Possible guidelines for reviewing Fortran code

Code reviews - whatever form they take - are generally seen as a very useful and powerful instrument to guarantee the quality of a program, in terms of adhering to the requirements and in terms of maintainability in all its aspects. But there seem very few specific guidelines published. And by "specific" I mean: what sort of things in a piece of code should one look for? I want to collect such specific guidelines in this document and as a start I have assembled a number of coding practices that caused problems or made me wonder ...

Note: the examples I give below are both from programs other people wrote and from programs I wrote myself - I am hardly immune to bad coding practices.

Another note: while I present this as guidelines for code reviews, you can also use these rules while coding in the first place. And while the code fragments are in Fortran, most of the rules apply equally to other languages.

I try to capture the underlying principle of each example as a positive rule and then give the example. But there is no grouping yet or any priority.

Provide useful and at least adequate error messages

A useful error message would include a way to solve the problem, but it should at least be made clear what the problem is.

For instance: the message

    Error: Invalid number of areas

in a program that dealt with geographical areas was rahter puzzling. It turned out, after inspecting the source code that we had exceeded an arbitrary limit in the number of areas it could handle. A much clearer and adequate message would have been:

    Error: Too many areas

or even better:

    Error: Too many areas - increase size of array X

Here are a few other examples:

    An internal error occurred

(in a message box. No further information: it is not even clear if the program stops after clicking the "OK" button)

    Invalid line in header: ....

(the culprit line is shown, but no reason why it is invalid)

Allow the caller to handle errors gracefully

The simplest way of dealing with a nasty error in a library routine is of course to stop the entire program. This, however, does not give the calling program a chance to handle the error in a way more suitable to the user.

For instance: if the library is used in a graphical user-interface, it would be much better to present a messagebox to indicate the fatal error (and what can be done about it) than simply terminate the entire program.
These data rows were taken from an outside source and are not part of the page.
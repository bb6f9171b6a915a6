use std::sync::Once;

/// Logger configuration.
///
/// `env_filter` follows the `env_logger` filter syntax (e.g. "info", "warn",
/// "scrawl_engine=debug,wgpu=warn").
///
/// `write_style` controls ANSI coloring behavior.
#[derive(Debug, Clone)]
pub struct LoggingConfig {
    pub env_filter: Option<String>,
    pub write_style: env_logger::WriteStyle,
}

impl Default for LoggingConfig {
    fn default() -> Self {
        Self {
            env_filter: None,
            write_style: env_logger::WriteStyle::Auto,
        }
    }
}

static INIT: Once = Once::new();

/// Initializes the global logger once.
///
/// This function is idempotent; subsequent calls are ignored.
/// Intended usage is early in `main`.
pub fn init_logging(config: LoggingConfig) {
    INIT.call_once(|| {
        let mut builder = env_logger::Builder::new();

        if let Some(filter) = config.env_filter {
            builder.parse_filters(&filter);
        } else if let Ok(filter) = std::env::var("RUST_LOG") {
            builder.parse_filters(&filter);
        } else {
            // Conservative default. Render engines often prefer info-level visibility.
            builder.filter_level(log::LevelFilter::Info);
        }

        builder.write_style(config.write_style);

        builder.init();

        log::debug!("logging initialized");
    });
}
But the form should be left to the program!

Avoid arbitrary limits

Whenever possible, do not assume that something will not exceed a particular size. If you do need to set a limit (in Fortran it is tough to avoid arbitrary string lengths), make sure it will not be a problem in the foreseeable future and at least document the limit.

For instance, the program that dealt with geograpical areas was a large GUI handling input scenarios via a relational database. Jut about everything in it was dynamically allocated - except the arrays holding the information on the geographical areas.

Another one I have come across: strings of exactly 12 characters, so that a DOS file name would fit perfectly ...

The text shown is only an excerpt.